MARLI: I feel that user-testing is at the core of any successful design, so there was a lot of that,  even if it was just taking something in. All of that is something that needs to be done, so there’s a lot of that. There’s a lot of prototyping small changes in patterns, and there’s just a lot to consider. There was a lot to consider because it has to bind, but it also can’t restrict it. So, I think that evolution of how to actually get that done, and then, what pieces to put together, was when I figured out that all I really needed was a non-stretch front, instead of  trying to completely restrict people. That was my moment, and from then it was mostly tweaks and material research. I needed something non-stretch, that’s not itchy and doesn’t shrink when you wash it, but the inner material can possibly shrink, so buying something sturdy enough that’s going to hold the rigidity in the form in the front, but not be  too solid.

KELLY REDDY-BEST: I’m assuming that in industrial design school – that’s the whole process that you learned there?
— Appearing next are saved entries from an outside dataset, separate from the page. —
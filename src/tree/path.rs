//! Node path and blob path utilities

use crate::error::AccessorError;
use std::path::{Path, PathBuf};

/// Canonicalize a blob path so log lines and reports name one file consistently.
pub fn canonicalize_blob_path(path: &Path) -> Result<PathBuf, AccessorError> {
    dunce::canonicalize(path).map_err(AccessorError::Io)
}

/// Normalize a node path: collapse repeated separators, drop a trailing
/// slash, and keep `/` for the root.
pub fn normalize_node_path(path: &str) -> String {
    let segments = segments(path);
    if segments.is_empty() {
        return "/".to_string();
    }
    format!("/{}", segments.join("/"))
}

/// Absolute path of `child` under `parent`.
pub fn join(parent: &str, child: &str) -> String {
    let parent = normalize_node_path(parent);
    if parent == "/" {
        format!("/{}", child)
    } else {
        format!("{}/{}", parent, child)
    }
}

/// Non-empty path segments.
pub fn segments(path: &str) -> Vec<&str> {
    path.split('/').filter(|s| !s.is_empty()).collect()
}

/// Match a path segment against a node name with libfdt rules: an exact
/// match, or a segment without a unit address matching the name before `@`.
pub fn segment_matches(segment: &str, name: &str) -> bool {
    if segment == name {
        return true;
    }
    !segment.contains('@') && name.split('@').next() == Some(segment)
}
//! Logging System
//!
//! Structured logging using the `tracing` crate. Level, format, and
//! destination come from configuration and may be overridden by
//! `FITCHECK_LOG*` environment variables.

use crate::error::ApiError;
use serde::{Deserialize, Serialize};
use std::collections::HashMap;
use std::path::{Path, PathBuf};
use tracing_subscriber::fmt::time::ChronoUtc;
use tracing_subscriber::fmt::writer::{BoxMakeWriter, MakeWriterExt};
use tracing_subscriber::{fmt, layer::SubscriberExt, util::SubscriberInitExt, EnvFilter, Registry};

/// Resolve the log file path with precedence: CLI, FITCHECK_LOG_FILE env, config file, default.
///
/// Default uses the `ProjectDirs` state directory, optionally scoped by workspace path.
pub fn resolve_log_file_path(
    cli_file: Option<PathBuf>,
    config_file: Option<PathBuf>,
    workspace: Option<&Path>,
) -> Result<PathBuf, ApiError> {
    if let Some(p) = cli_file.filter(|p| !p.as_os_str().is_empty()) {
        return Ok(p);
    }
    if let Ok(env_path) = std::env::var("FITCHECK_LOG_FILE") {
        if !env_path.is_empty() {
            return Ok(PathBuf::from(env_path));
        }
    }
    if let Some(p) = config_file.filter(|p| !p.as_os_str().is_empty()) {
        return Ok(p);
    }
    default_log_file_path(workspace)
}

fn default_log_file_path(workspace: Option<&Path>) -> Result<PathBuf, ApiError> {
    let project_dirs = directories::ProjectDirs::from("", "fitcheck", "fitcheck").ok_or_else(|| {
        ApiError::ConfigError("Could not determine platform state directory for log file".to_string())
    })?;
    let mut dir = project_dirs
        .state_dir()
        .unwrap_or_else(|| project_dirs.data_local_dir())
        .to_path_buf();
    if let Some(ws) = workspace {
        let canonical = dunce::canonicalize(ws).map_err(|e| {
            ApiError::ConfigError(format!("Failed to canonicalize workspace path: {}", e))
        })?;
        for component in canonical.components() {
            if let std::path::Component::Normal(name) = component {
                dir.push(name);
            }
        }
    }
    Ok(dir.join("fitcheck.log"))
}

/// Logging configuration
#[derive(Debug, Clone, Serialize, Deserialize)]
pub struct LoggingConfig {
    /// Whether logging is enabled (default: true)
    #[serde(default = "default_true")]
    pub enabled: bool,

    /// Log level: trace, debug, info, warn, error, off
    #[serde(default = "default_log_level")]
    pub level: String,

    /// Output format: json, text (default: text)
    #[serde(default = "default_format")]
    pub format: String,

    /// Output destination: stdout, stderr, file, file+stderr, both
    #[serde(default = "default_output")]
    pub output: String,

    /// Log file path when output includes file; None means use runtime default
    #[serde(default)]
    pub file: Option<PathBuf>,

    /// Enable colored output (text format only, stdout/stderr only)
    #[serde(default = "default_true")]
    pub color: bool,

    /// Module-specific log levels
    #[serde(default)]
    pub modules: HashMap<String, String>,
}

fn default_log_level() -> String {
    "info".to_string()
}

fn default_format() -> String {
    "text".to_string()
}

fn default_output() -> String {
    "stderr".to_string()
}

fn default_true() -> bool {
    true
}

impl Default for LoggingConfig {
    fn default() -> Self {
        Self {
            enabled: default_true(),
            level: default_log_level(),
            format: default_format(),
            output: default_output(),
            file: None,
            color: default_true(),
            modules: HashMap::new(),
        }
    }
}

/// Initialize the global subscriber.
///
/// Priority order (highest to lowest):
/// 1. Environment variables (FITCHECK_LOG, FITCHECK_LOG_FORMAT, FITCHECK_LOG_OUTPUT)
/// 2. The given config (already merged from CLI flags and config files)
/// 3. Defaults
pub fn init_logging(config: Option<&LoggingConfig>) -> Result<(), ApiError> {
    if config.map(|c| !c.enabled).unwrap_or(false) {
        Registry::default()
            .with(EnvFilter::new("off"))
            .with(fmt::layer().with_writer(std::io::sink))
            .try_init()
            .map_err(|e| ApiError::ConfigError(format!("Failed to install logger: {}", e)))?;
        return Ok(());
    }

    let filter = build_env_filter(config)?;
    let format = determine_format(config)?;
    let output = determine_output(config)?;
    let use_color = config.map(|c| c.color).unwrap_or(true) && !output.file;

    let log_file = if output.file {
        let path = match config.and_then(|c| c.file.clone()) {
            Some(path) => path,
            None => resolve_log_file_path(None, None, None)?,
        };
        Some(open_log_file(&path)?)
    } else {
        None
    };
    let writer = build_writer(&output, log_file);

    let registry = Registry::default().with(filter);
    let result = if format == "json" {
        registry
            .with(
                fmt::layer()
                    .json()
                    .with_target(true)
                    .with_timer(ChronoUtc::rfc_3339())
                    .with_writer(writer),
            )
            .try_init()
    } else {
        registry
            .with(
                fmt::layer()
                    .with_target(true)
                    .with_timer(ChronoUtc::rfc_3339())
                    .with_ansi(use_color)
                    .with_writer(writer),
            )
            .try_init()
    };
    result.map_err(|e| ApiError::ConfigError(format!("Failed to install logger: {}", e)))
}

fn open_log_file(path: &Path) -> Result<std::fs::File, ApiError> {
    if let Some(parent) = path.parent() {
        std::fs::create_dir_all(parent).map_err(|e| {
            ApiError::ConfigError(format!("Failed to create log directory: {}", e))
        })?;
    }
    std::fs::OpenOptions::new()
        .create(true)
        .append(true)
        .open(path)
        .map_err(|e| ApiError::ConfigError(format!("Failed to open log file {:?}: {}", path, e)))
}

fn build_writer(output: &OutputDestinations, file: Option<std::fs::File>) -> BoxMakeWriter {
    match (file, output.stdout, output.stderr) {
        (Some(file), _, true) => BoxMakeWriter::new(std::sync::Mutex::new(file).and(std::io::stderr)),
        (Some(file), _, false) => BoxMakeWriter::new(std::sync::Mutex::new(file)),
        (None, true, true) => BoxMakeWriter::new(std::io::stdout.and(std::io::stderr)),
        (None, true, false) => BoxMakeWriter::new(std::io::stdout),
        (None, false, _) => BoxMakeWriter::new(std::io::stderr),
    }
}

/// Build environment filter from config or environment variables
fn build_env_filter(config: Option<&LoggingConfig>) -> Result<EnvFilter, ApiError> {
    if let Ok(filter) = EnvFilter::try_from_env("FITCHECK_LOG") {
        return Ok(filter);
    }

    let level = config.map(|c| c.level.as_str()).unwrap_or("info");
    if level == "off" {
        return Ok(EnvFilter::new("off"));
    }

    let mut filter = EnvFilter::new(level);

    let mut directives: Vec<String> = config
        .map(|c| {
            c.modules
                .iter()
                .map(|(module, module_level)| format!("{}={}", module, module_level))
                .collect()
        })
        .unwrap_or_default();
    if let Ok(modules_str) = std::env::var("FITCHECK_LOG_MODULES") {
        directives.extend(
            modules_str
                .split(',')
                .filter_map(|spec| spec.split_once('='))
                .map(|(module, module_level)| {
                    format!("{}={}", module.trim(), module_level.trim())
                }),
        );
    }

    for directive in directives {
        filter = filter.add_directive(directive.parse().map_err(|e| {
            ApiError::ConfigError(format!("Invalid log directive '{}': {}", directive, e))
        })?);
    }

    Ok(filter)
}

/// Determine output format from config or environment
fn determine_format(config: Option<&LoggingConfig>) -> Result<String, ApiError> {
    if let Ok(format) = std::env::var("FITCHECK_LOG_FORMAT") {
        if format == "json" || format == "text" {
            return Ok(format);
        }
    }

    let format = config.map(|c| c.format.as_str()).unwrap_or("text");
    if format != "json" && format != "text" {
        return Err(ApiError::ConfigError(format!(
            "Invalid log format: {} (must be 'json' or 'text')",
            format
        )));
    }
    Ok(format.to_string())
}

/// Output destinations
#[derive(Debug, PartialEq, Eq)]
struct OutputDestinations {
    stdout: bool,
    stderr: bool,
    file: bool,
}

/// Determine output destinations from config or environment
fn determine_output(config: Option<&LoggingConfig>) -> Result<OutputDestinations, ApiError> {
    if let Ok(output) = std::env::var("FITCHECK_LOG_OUTPUT") {
        return parse_output_destinations(&output);
    }
    parse_output_destinations(config.map(|c| c.output.as_str()).unwrap_or("stderr"))
}

fn parse_output_destinations(output: &str) -> Result<OutputDestinations, ApiError> {
    let (stdout, stderr, file) = match output {
        "stdout" => (true, false, false),
        "stderr" => (false, true, false),
        "file" => (false, false, true),
        "file+stderr" => (false, true, true),
        "both" => (true, true, false),
        _ => {
            return Err(ApiError::ConfigError(format!(
                "Invalid log output: {} (must be 'stdout', 'stderr', 'file', 'file+stderr', or 'both')",
                output
            )))
        }
    };
    Ok(OutputDestinations {
        stdout,
        stderr,
        file,
    })
}
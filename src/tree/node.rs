//! In-memory tree nodes
//!
//! An owned copy of a parsed blob. Answers the same queries as the `fdtget`
//! backend without spawning a process per call.

use super::path::{normalize_node_path, segment_matches, segments};
use super::{blob, PropertyValue, TreeAccessor};
use crate::error::AccessorError;
use std::path::Path;

/// Property stored as raw bytes, in blob order.
#[derive(Debug, Clone, PartialEq, Eq)]
pub struct Property {
    pub name: String,
    pub data: Vec<u8>,
}

/// Tree node: name (empty for the root), properties and children in blob order.
#[derive(Debug, Clone, PartialEq, Eq, Default)]
pub struct FitNode {
    pub name: String,
    pub properties: Vec<Property>,
    pub children: Vec<FitNode>,
}

impl FitNode {
    pub fn new(name: impl Into<String>) -> Self {
        Self {
            name: name.into(),
            properties: Vec::new(),
            children: Vec::new(),
        }
    }

    /// Read and parse a blob file.
    pub fn load(path: &Path) -> Result<Self, AccessorError> {
        let data = std::fs::read(path)?;
        blob::parse(&data)
    }

    /// Serialize to the flattened device-tree binary format.
    pub fn to_dtb(&self) -> Vec<u8> {
        blob::serialize(self)
    }

    pub fn with_property(mut self, name: impl Into<String>, value: PropertyValue) -> Self {
        self.set_property(name, value.to_raw());
        self
    }

    pub fn with_string(self, name: impl Into<String>, value: &str) -> Self {
        self.with_property(name, PropertyValue::String(value.to_string()))
    }

    pub fn with_bytes(self, name: impl Into<String>, value: &[u8]) -> Self {
        self.with_property(name, PropertyValue::Bytes(value.to_vec()))
    }

    pub fn with_child(mut self, child: FitNode) -> Self {
        self.children.push(child);
        self
    }

    /// Replace or append a raw property.
    pub fn set_property(&mut self, name: impl Into<String>, data: Vec<u8>) {
        let name = name.into();
        match self.properties.iter_mut().find(|p| p.name == name) {
            Some(existing) => existing.data = data,
            None => self.properties.push(Property { name, data }),
        }
    }

    pub fn property(&self, name: &str) -> Option<&Property> {
        self.properties.iter().find(|p| p.name == name)
    }

    /// Resolve an absolute node path.
    pub fn find(&self, path: &str) -> Option<&FitNode> {
        segments(path).into_iter().try_fold(self, |node, segment| {
            node.children
                .iter()
                .find(|c| c.name == segment)
                .or_else(|| node.children.iter().find(|c| segment_matches(segment, &c.name)))
        })
    }

    /// Mutable variant of [`FitNode::find`], exact names only.
    pub fn find_mut(&mut self, path: &str) -> Option<&mut FitNode> {
        segments(path).into_iter().try_fold(self, |node, segment| {
            node.children.iter_mut().find(|c| c.name == segment)
        })
    }

    fn node(&self, path: &str) -> Result<&FitNode, AccessorError> {
        self.find(path)
            .ok_or_else(|| AccessorError::NodeNotFound(normalize_node_path(path)))
    }

    fn raw(&self, node: &str, property: &str) -> Result<&[u8], AccessorError> {
        self.node(node)?
            .property(property)
            .map(|p| p.data.as_slice())
            .ok_or_else(|| AccessorError::PropertyNotFound {
                node: normalize_node_path(node),
                property: property.to_string(),
            })
    }
}

impl TreeAccessor for FitNode {
    fn list_children(&self, path: &str) -> Result<Vec<String>, AccessorError> {
        Ok(self
            .node(path)?
            .children
            .iter()
            .map(|c| c.name.clone())
            .collect())
    }

    fn get_property(&self, node: &str, property: &str) -> Result<String, AccessorError> {
        let rendered = PropertyValue::from_raw(self.raw(node, property)?).render();
        Ok(rendered.trim_end_matches('\n').to_string())
    }

    fn get_property_hex(&self, node: &str, property: &str) -> Result<String, AccessorError> {
        Ok(hex::encode(self.raw(node, property)?))
    }

    fn get_property_value(
        &self,
        node: &str,
        property: &str,
    ) -> Result<PropertyValue, AccessorError> {
        Ok(PropertyValue::from_raw(self.raw(node, property)?))
    }
}
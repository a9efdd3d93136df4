//! Verification presentation: report, oracle table, and scenario outcome.

use super::shared::{abbreviate, check_format, section_heading, to_json};
use crate::error::ApiError;
use crate::scenario::ScenarioOutcome;
use crate::verify::{OracleTable, VerificationReport};
use comfy_table::presets::UTF8_BORDERS_ONLY;
use comfy_table::Table;
use owo_colors::OwoColorize;
use serde_json::json;

pub fn format_report(report: &VerificationReport, format: &str) -> Result<String, ApiError> {
    check_format(format)?;
    if format == "json" {
        return to_json(report);
    }
    Ok(report_text(report))
}

fn report_text(report: &VerificationReport) -> String {
    let mut out = String::new();
    for image in &report.images {
        out.push_str(&section_heading(&image.image));
        out.push('\n');
        let mut table = Table::new();
        table.load_preset(UTF8_BORDERS_ONLY);
        table.set_header(vec!["Hash node", "Algorithm", "Digest"]);
        for check in &image.checks {
            table.add_row(vec![
                check.node.clone(),
                check.algo.clone(),
                abbreviate(&check.digest),
            ]);
        }
        out.push_str(&table.to_string());
        out.push('\n');
    }
    out.push_str(&format!(
        "{} {} digest(s) across {} image(s)\n",
        "OK".green().bold(),
        report.digest_count(),
        report.images.len()
    ));
    if let Some(fp) = &report.fingerprint {
        out.push_str(&format!("Blob fingerprint: {}\n", fp));
    }
    out.push_str(&format!("Verified at: {}", report.verified_at));
    out
}

pub fn format_oracle_result(table: &OracleTable, format: &str) -> Result<String, ApiError> {
    check_format(format)?;
    if format == "json" {
        let digests: serde_json::Map<String, serde_json::Value> = table
            .iter()
            .map(|(algo, digest)| (algo.to_string(), json!(digest)))
            .collect();
        return to_json(&json!({ "digests": digests, "total": table.len() }));
    }
    let mut out = Table::new();
    out.load_preset(UTF8_BORDERS_ONLY);
    out.set_header(vec!["Algorithm", "Expected digest"]);
    for (algo, digest) in table.iter() {
        out.add_row(vec![algo, digest]);
    }
    Ok(format!("{}\n\nTotal: {} algorithm(s)", out, table.len()))
}

pub fn format_scenario_result(outcome: &ScenarioOutcome, format: &str) -> Result<String, ApiError> {
    check_format(format)?;
    if format == "json" {
        return to_json(outcome);
    }
    let mut out = report_text(&outcome.report);
    if let Some(fit) = &outcome.fit_path {
        out.push_str(&format!("\nFIT kept at: {}", fit.display()));
    }
    Ok(out)
}
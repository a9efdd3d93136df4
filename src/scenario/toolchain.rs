//! External device-tree tools: `dtc` and `mkimage`

use crate::config::ToolsConfig;
use crate::error::ProcessError;
use crate::exec::{tool_available, ProcessRunner};
use serde::Serialize;
use std::path::{Path, PathBuf};
use tracing::info;

/// Availability of one configured tool.
#[derive(Debug, Clone, PartialEq, Eq, Serialize)]
pub struct ToolStatus {
    pub tool: String,
    pub program: String,
    pub available: bool,
}

/// Tool invocations used to build a FIT.
pub struct Toolchain<'a, R: ProcessRunner> {
    runner: R,
    tools: &'a ToolsConfig,
}

impl<'a, R: ProcessRunner> Toolchain<'a, R> {
    pub fn new(runner: R, tools: &'a ToolsConfig) -> Self {
        Self { runner, tools }
    }

    /// Compile `source_dir/dts` to `out_dir/<stem>.dtb`.
    pub fn dtc(&self, source_dir: &Path, dts: &str, out_dir: &Path) -> Result<PathBuf, ProcessError> {
        let dtb = out_dir.join(dtb_name(dts));
        let args = vec![
            source_dir.join(dts).to_string_lossy().into_owned(),
            "-O".to_string(),
            "dtb".to_string(),
            "-o".to_string(),
            dtb.to_string_lossy().into_owned(),
        ];
        self.runner.run(&self.tools.dtc, &args)?;
        info!(dtb = %dtb.display(), "Compiled device tree");
        Ok(dtb)
    }

    /// Assemble `dest_fit` from an image description, resolving `/incbin/`
    /// references against `include_dir`.
    pub fn assemble_fit_image(
        &self,
        dest_fit: &Path,
        its: &Path,
        include_dir: &Path,
    ) -> Result<(), ProcessError> {
        let dtc_args = format!("-I dts -O dtb -i {}", include_dir.display());
        let args = vec![
            "-D".to_string(),
            dtc_args,
            "-f".to_string(),
            its.to_string_lossy().into_owned(),
            dest_fit.to_string_lossy().into_owned(),
        ];
        self.runner.run(&self.tools.mkimage, &args)?;
        info!(fit = %dest_fit.display(), "Assembled FIT image");
        Ok(())
    }

    /// Probe each configured tool.
    pub fn preflight(&self) -> Vec<ToolStatus> {
        [
            ("dtc", &self.tools.dtc),
            ("mkimage", &self.tools.mkimage),
            ("fdtget", &self.tools.fdtget),
        ]
        .into_iter()
        .map(|(tool, program)| ToolStatus {
            tool: tool.to_string(),
            program: program.clone(),
            available: tool_available(&self.runner, program),
        })
        .collect()
    }
}

/// `sandbox-kernel.dts` → `sandbox-kernel.dtb`
pub fn dtb_name(dts: &str) -> String {
    match dts.strip_suffix(".dts") {
        Some(stem) => format!("{}.dtb", stem),
        None => format!("{}.dtb", dts),
    }
}
//! Merge rules: defaults applied beneath every source.

use config::builder::DefaultState;
use config::Config;
use config::ConfigBuilder;
use config::ConfigError;

/// Create a Config builder with merge policy defaults applied.
pub fn builder_with_defaults() -> Result<ConfigBuilder<DefaultState>, ConfigError> {
    Config::builder()
        .set_default("verify.backend", "fdtget")?
        .set_default("verify.image_pattern", "kernel")?
        .set_default("verify.hash_marker", "hash-")?
        .set_default("scenario.template_dir", "templates")
}
//! Integration tests for fitcheck

mod accessor_parity;
mod scenario_end_to_end;
mod test_utils;
mod verify_blob;
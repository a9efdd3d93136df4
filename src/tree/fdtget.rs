//! `fdtget` backend
//!
//! Every query runs the external tool against the blob on disk; nothing is
//! cached, so a blob rewritten between calls is seen immediately.

use super::hex::tokens_to_hex;
use super::path::normalize_node_path;
use super::{PropertyValue, TreeAccessor};
use crate::error::{AccessorError, ProcessError};
use crate::exec::ProcessRunner;
use std::path::{Path, PathBuf};
use tracing::debug;

/// libfdt error text printed by `fdtget` when a node or property is absent.
const NOT_FOUND: &str = "FDT_ERR_NOTFOUND";

/// Tree accessor that shells out to `fdtget`.
pub struct FdtgetAccessor<R: ProcessRunner> {
    runner: R,
    program: String,
    blob: PathBuf,
}

impl<R: ProcessRunner> FdtgetAccessor<R> {
    pub fn new(runner: R, program: impl Into<String>, blob: impl AsRef<Path>) -> Self {
        Self {
            runner,
            program: program.into(),
            blob: blob.as_ref().to_path_buf(),
        }
    }

    fn query(&self, flags: &[&str], operands: &[&str]) -> Result<String, ProcessError> {
        let mut args: Vec<String> = flags.iter().map(|f| f.to_string()).collect();
        args.push(self.blob.to_string_lossy().into_owned());
        args.extend(operands.iter().map(|o| o.to_string()));
        debug!(blob = %self.blob.display(), args = %args.join(" "), "fdtget query");
        self.runner.run(&self.program, &args)
    }

    fn query_property(
        &self,
        flags: &[&str],
        node: &str,
        property: &str,
    ) -> Result<String, AccessorError> {
        let node = normalize_node_path(node);
        self.query(flags, &[node.as_str(), property]).map_err(|e| {
            if is_not_found(&e) {
                AccessorError::PropertyNotFound {
                    node: node.clone(),
                    property: property.to_string(),
                }
            } else {
                AccessorError::Process(e)
            }
        })
    }

    fn read_hex(&self, node: &str, property: &str) -> Result<String, AccessorError> {
        let tokens = self.query_property(&["-tbx"], node, property)?;
        tokens_to_hex(&tokens).map_err(|reason| AccessorError::MalformedValue {
            node: normalize_node_path(node),
            property: property.to_string(),
            reason,
        })
    }
}

fn is_not_found(err: &ProcessError) -> bool {
    matches!(err, ProcessError::Failed { stderr, .. } if stderr.contains(NOT_FOUND))
}

impl<R: ProcessRunner> TreeAccessor for FdtgetAccessor<R> {
    fn list_children(&self, path: &str) -> Result<Vec<String>, AccessorError> {
        let path = normalize_node_path(path);
        let out = self.query(&["-l"], &[path.as_str()]).map_err(|e| {
            if is_not_found(&e) {
                AccessorError::NodeNotFound(path.clone())
            } else {
                AccessorError::Process(e)
            }
        })?;
        Ok(out.split_whitespace().map(str::to_string).collect())
    }

    fn get_property(&self, node: &str, property: &str) -> Result<String, AccessorError> {
        let out = self.query_property(&[], node, property)?;
        Ok(out.trim_end_matches('\n').to_string())
    }

    fn get_property_hex(&self, node: &str, property: &str) -> Result<String, AccessorError> {
        self.read_hex(node, property)
    }

    fn get_property_value(
        &self,
        node: &str,
        property: &str,
    ) -> Result<PropertyValue, AccessorError> {
        let hex_value = self.read_hex(node, property)?;
        let raw = hex::decode(&hex_value).map_err(|e| AccessorError::MalformedValue {
            node: normalize_node_path(node),
            property: property.to_string(),
            reason: e.to_string(),
        })?;
        Ok(PropertyValue::from_raw(&raw))
    }
}
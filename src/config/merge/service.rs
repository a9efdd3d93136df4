//! MergeService: orchestrates sources and deserializes to FitcheckConfig.

use super::merge_policy;
use crate::config::sources::{environment, global_file, workspace_file};
use crate::config::FitcheckConfig;
use config::ConfigError;
use config::File;
use std::path::Path;

/// Merge service for config composition.
pub struct MergeService;

impl MergeService {
    /// Load config from workspace and standard sources.
    /// Precedence: global file (lowest) -> workspace base -> workspace env -> environment (highest).
    pub fn load(workspace_root: &Path) -> Result<FitcheckConfig, ConfigError> {
        let builder = merge_policy::builder_with_defaults()?;
        let builder = global_file::add_to_builder(builder)?;
        let builder = workspace_file::add_to_builder(builder, workspace_root)?;
        let builder = environment::add_to_builder(builder)?;

        builder.build()?.try_deserialize()
    }

    /// Load config from a specific file with environment overlay.
    pub fn load_from_file(path: &Path) -> Result<FitcheckConfig, ConfigError> {
        let builder = merge_policy::builder_with_defaults()?;
        let builder = builder.add_source(File::from(path));
        let builder = environment::add_to_builder(builder)?;

        builder.build()?.try_deserialize()
    }
}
MARLI: Yeah. I more so learnt the theory of how important that it is in different methods, but we didn’t specifically learn pattern making. If you were a furniture person, then you found your own resources to teach yourself that, and if you were into clothing or printing, everyone had their own means. We were all briefed on a lot of this stuff, but we weren’t  taught how to saw or how to  really stitch. A lot of it is self-taught.

KELLY REDDY-BEST: Do you produce in the US? Do you produce the stuff that you design.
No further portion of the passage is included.